• **What to do**: Gather all lines with "bool" from the records.

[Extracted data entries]
* * * * *

//! Reusable crop rectangles stored as JSON.
//!
//! Presets are kept in points measured from each page's top-left corner so
//! they do not depend on the preview zoom they were drawn at.
//!
//! ```json
//! { "scope": "parity", "odd": [36, 36, 576, 756], "even": null }
//! ```

use crate::editor::ScopedRects;

#[cfg(feature = "serde")]
use crate::types::*;
#[cfg(feature = "serde")]
use std::path::Path;

#[derive(Debug, Clone, PartialEq)]
#[cfg_attr(feature = "serde", derive(serde::Serialize, serde::Deserialize))]
pub struct CropPreset {
    #[cfg_attr(feature = "serde", serde(flatten))]
    pub rects: ScopedRects,
}

impl CropPreset {
    pub fn new(rects: ScopedRects) -> Self {
        Self { rects }
    }

    /// Build a preset from rectangles drawn on previews rendered at `zoom`
    /// pixels per point
    pub fn from_preview(rects: &ScopedRects, zoom: f64) -> Self {
        Self {
            rects: rects.in_points(zoom),
        }
    }

    #[cfg(feature = "serde")]
    pub fn from_json(json: &str) -> Result<Self> {
        serde_json::from_str(json)
            .map_err(|e| CropError::Config(format!("Failed to parse crop preset: {}", e)))
    }

    #[cfg(feature = "serde")]
    pub fn to_json(&self) -> Result<String> {
        serde_json::to_string_pretty(self)
            .map_err(|e| CropError::Config(format!("Failed to serialize crop preset: {}", e)))
    }

    #[cfg(feature = "serde")]
    pub async fn load(path: impl AsRef<Path>) -> Result<Self> {
        let bytes = tokio::fs::read(path).await?;
        let json = String::from_utf8(bytes)
            .map_err(|e| CropError::Config(format!("Crop preset is not UTF-8: {}", e)))?;
        Self::from_json(&json)
    }

    #[cfg(feature = "serde")]
    pub async fn save(&self, path: impl AsRef<Path>) -> Result<()> {
        tokio::fs::write(path, self.to_json()?).await?;
        Ok(())
    }
}
use chrono::{DateTime, Local};
use log::{Level, LevelFilter, Metadata, Record};
use std::collections::VecDeque;
use std::fmt;
use std::sync::{Arc, Mutex, MutexGuard};

/// Log targets that belong to this application; everything else is a dependency
const APP_TARGETS: &[&str] = &["croppdf", "pdf_crop"];

/// One captured log line
#[derive(Clone, Debug)]
pub struct LogEntry {
    pub timestamp: DateTime<Local>,
    pub level: Level,
    pub target: String,
    pub message: String,
}

impl fmt::Display for LogEntry {
    fn fmt(&self, f: &mut fmt::Formatter<'_>) -> fmt::Result {
        write!(
            f,
            "{} {:<5} [{}] {}",
            self.timestamp.format("%H:%M:%S"),
            self.level,
            self.target,
            self.message
        )
    }
}

/// In-memory log sink shown in the Log window.
///
/// Application messages are kept down to the chosen level. Dependencies
/// (egui, wgpu, pdfium bindings) only get through with warnings and errors.
/// The oldest lines are dropped once `capacity` is reached.
#[derive(Clone)]
pub struct AppLogger {
    entries: Arc<Mutex<VecDeque<LogEntry>>>,
    capacity: usize,
    level: LevelFilter,
}

impl AppLogger {
    pub fn new(capacity: usize, level: LevelFilter) -> Self {
        Self {
            entries: Arc::new(Mutex::new(VecDeque::with_capacity(capacity))),
            capacity,
            level,
        }
    }

    pub fn init(self) -> Result<(), log::SetLoggerError> {
        let max = self.level.max(LevelFilter::Warn);
        log::set_boxed_logger(Box::new(self))?;
        log::set_max_level(max);
        Ok(())
    }

    // Entries stay readable after a panic on another thread
    fn lock(&self) -> MutexGuard<'_, VecDeque<LogEntry>> {
        self.entries.lock().unwrap_or_else(|e| e.into_inner())
    }

    pub fn get_entries(&self) -> Vec<LogEntry> {
        self.lock().iter().cloned().collect()
    }

    /// Warnings and errors currently held
    pub fn problem_count(&self) -> usize {
        self.lock()
            .iter()
            .filter(|e| e.level <= Level::Warn)
            .count()
    }

    pub fn clear(&self) {
        self.lock().clear();
    }
}

fn is_app_target(target: &str) -> bool {
    APP_TARGETS.iter().any(|prefix| target.starts_with(prefix))
}

impl log::Log for AppLogger {
    fn enabled(&self, metadata: &Metadata) -> bool {
        if is_app_target(metadata.target()) {
            metadata.level() <= self.level
        } else {
            metadata.level() <= Level::Warn
        }
    }

    fn log(&self, record: &Record) {
        if !self.enabled(record.metadata()) || self.capacity == 0 {
            return;
        }
        let entry = LogEntry {
            timestamp: Local::now(),
            level: record.level(),
            target: record.target().to_string(),
            message: record.args().to_string(),
        };

        let mut entries = self.lock();
        if entries.len() == self.capacity {
            entries.pop_front();
        }
        entries.push_back(entry);
    }

    fn flush(&self) {}
}

#[cfg(test)]
mod tests {
    use super::*;
    use log::Log;

    fn emit(logger: &AppLogger, level: Level, target: &str, message: &str) {
        logger.log(
            &Record::builder()
                .args(format_args!("{message}"))
                .level(level)
                .target(target)
                .build(),
        );
    }

    fn messages(logger: &AppLogger) -> Vec<String> {
        logger.get_entries().into_iter().map(|e| e.message).collect()
    }

    #[test]
    fn test_oldest_entries_dropped_at_capacity() {
        let logger = AppLogger::new(2, LevelFilter::Info);
        emit(&logger, Level::Info, "croppdf::app", "opened");
        emit(&logger, Level::Info, "croppdf::app", "cropped");
        emit(&logger, Level::Info, "croppdf::app", "saved");

        assert_eq!(messages(&logger), vec!["cropped", "saved"]);
    }

    #[test]
    fn test_dependencies_limited_to_warnings() {
        let logger = AppLogger::new(10, LevelFilter::Debug);
        emit(&logger, Level::Debug, "pdf_crop::apply", "mapped rect");
        emit(&logger, Level::Info, "wgpu_core::device", "adapter chosen");
        emit(&logger, Level::Warn, "eframe", "vsync unavailable");

        assert_eq!(messages(&logger), vec!["mapped rect", "vsync unavailable"]);
    }

    #[test]
    fn test_app_level_respected() {
        let logger = AppLogger::new(10, LevelFilter::Info);
        emit(&logger, Level::Debug, "croppdf::worker", "coalesced");
        emit(&logger, Level::Error, "croppdf::worker", "save failed");

        assert_eq!(messages(&logger), vec!["save failed"]);
        assert_eq!(logger.problem_count(), 1);
    }

    #[test]
    fn test_clear_empties_log() {
        let logger = AppLogger::new(10, LevelFilter::Info);
        emit(&logger, Level::Warn, "croppdf::app", "no pages selected");
        logger.clear();

        assert!(logger.get_entries().is_empty());
        assert_eq!(logger.problem_count(), 0);
    }

    #[test]
    fn test_entry_line_format() {
        let logger = AppLogger::new(1, LevelFilter::Info);
        emit(&logger, Level::Warn, "croppdf::app", "no pages selected");

        let line = logger.get_entries()[0].to_string();
        assert!(line.ends_with(" WARN  [croppdf::app] no pages selected"), "{line}");
    }
}
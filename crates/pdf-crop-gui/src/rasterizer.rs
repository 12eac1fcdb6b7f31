use image::RgbaImage;

#[cfg(feature = "pdf-viewer")]
use pdfium_render::prelude::*;

/// Initialize Pdfium, trying the vendored library first, then falling back to system
#[cfg(feature = "pdf-viewer")]
pub fn init_pdfium() -> Result<Pdfium, PdfiumError> {
    // Try to load from vendor directory (relative to workspace root)
    let vendor_path = std::env::current_dir().ok().and_then(|mut p| {
        p.push("vendor/pdfium/lib");
        if p.exists() { Some(p) } else { None }
    });

    if let Some(vendor_path) = vendor_path {
        if let Ok(binding) =
            Pdfium::bind_to_library(Pdfium::pdfium_platform_library_name_at_path(&vendor_path))
        {
            return Ok(Pdfium::new(binding));
        }
    }

    // Fallback to system library or default search paths
    Pdfium::bind_to_system_library().map(Pdfium::new)
}

/// Rasterize every page of a serialized PDF at `zoom` pixels per point.
///
/// `progress` is called after each page with (pages done, total).
#[cfg(feature = "pdf-viewer")]
pub fn render_pages(
    bytes: &[u8],
    zoom: f64,
    mut progress: impl FnMut(usize, usize),
) -> anyhow::Result<Vec<RgbaImage>> {
    use anyhow::Context;

    let pdfium = init_pdfium().context("Failed to bind pdfium")?;
    let document = pdfium
        .load_pdf_from_byte_slice(bytes, None)
        .context("pdfium could not open the document")?;

    let config = PdfRenderConfig::new().scale_page_by_factor(zoom as f32);
    let pages = document.pages();
    let total = pages.len() as usize;
    let mut renders = Vec::with_capacity(total);

    for (index, page) in pages.iter().enumerate() {
        let bitmap = page
            .render_with_config(&config)
            .with_context(|| format!("Failed to render page {}", index + 1))?;
        let width = bitmap.width() as u32;
        let height = bitmap.height() as u32;
        let image = RgbaImage::from_raw(width, height, bitmap.as_rgba_bytes().to_vec())
            .with_context(|| format!("Page {} bitmap has an unexpected size", index + 1))?;
        renders.push(image);
        progress(index + 1, total);
    }

    Ok(renders)
}

#[cfg(not(feature = "pdf-viewer"))]
pub fn render_pages(
    _bytes: &[u8],
    _zoom: f64,
    _progress: impl FnMut(usize, usize),
) -> anyhow::Result<Vec<RgbaImage>> {
    anyhow::bail!("Page rendering not available (pdf-viewer feature disabled)")
}
use pdf_crop::*;

#[test]
fn test_parity_of_index() {
    // Page 1 (index 0) is odd
    assert_eq!(Parity::of(0), Parity::Odd);
    assert_eq!(Parity::of(1), Parity::Even);
    assert_eq!(Parity::of(4), Parity::Odd);
    assert_eq!(Scope::from(Parity::Even), Scope::Even);
}

#[test]
fn test_page_subset_contains() {
    assert!(PageSubset::All.contains(3));
    assert!(PageSubset::Odd.contains(2));
    assert!(!PageSubset::Odd.contains(3));
    assert!(PageSubset::Even.contains(3));
}

#[test]
fn test_view_mode_classification() {
    assert_eq!(ViewMode::default(), ViewMode::Split);
    assert!(ViewMode::Split.is_parity());
    assert!(ViewMode::OddOnly.is_parity());
    assert!(!ViewMode::All.is_parity());
    assert!(!ViewMode::SinglePreview(0).is_parity());
    assert!(ViewMode::SinglePreview(0).is_preview());
}

#[test]
fn test_pdf_box_normalizes_corners() {
    let b = PdfBox::new(100.0, 50.0, 10.0, 500.0);
    assert_eq!((b.x0, b.y0, b.x1, b.y1), (10.0, 50.0, 100.0, 500.0));
    assert_eq!(b.width(), 90.0);
    assert!(!b.is_degenerate());
    assert!(PdfBox::new(5.0, 5.0, 5.0, 10.0).is_degenerate());
}

#[test]
fn test_error_messages() {
    let err = CropError::PageOutOfRange { index: 7, count: 3 };
    assert_eq!(err.to_string(), "Page 7 is out of range (document has 3 pages)");
    assert!(CropError::InvalidRect { page: 2 }.to_string().contains("page 2"));
}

* * * * *

• **Task result**:
fn is_app_target(target: &str) -> bool {
    fn enabled(&self, metadata: &Metadata) -> bool {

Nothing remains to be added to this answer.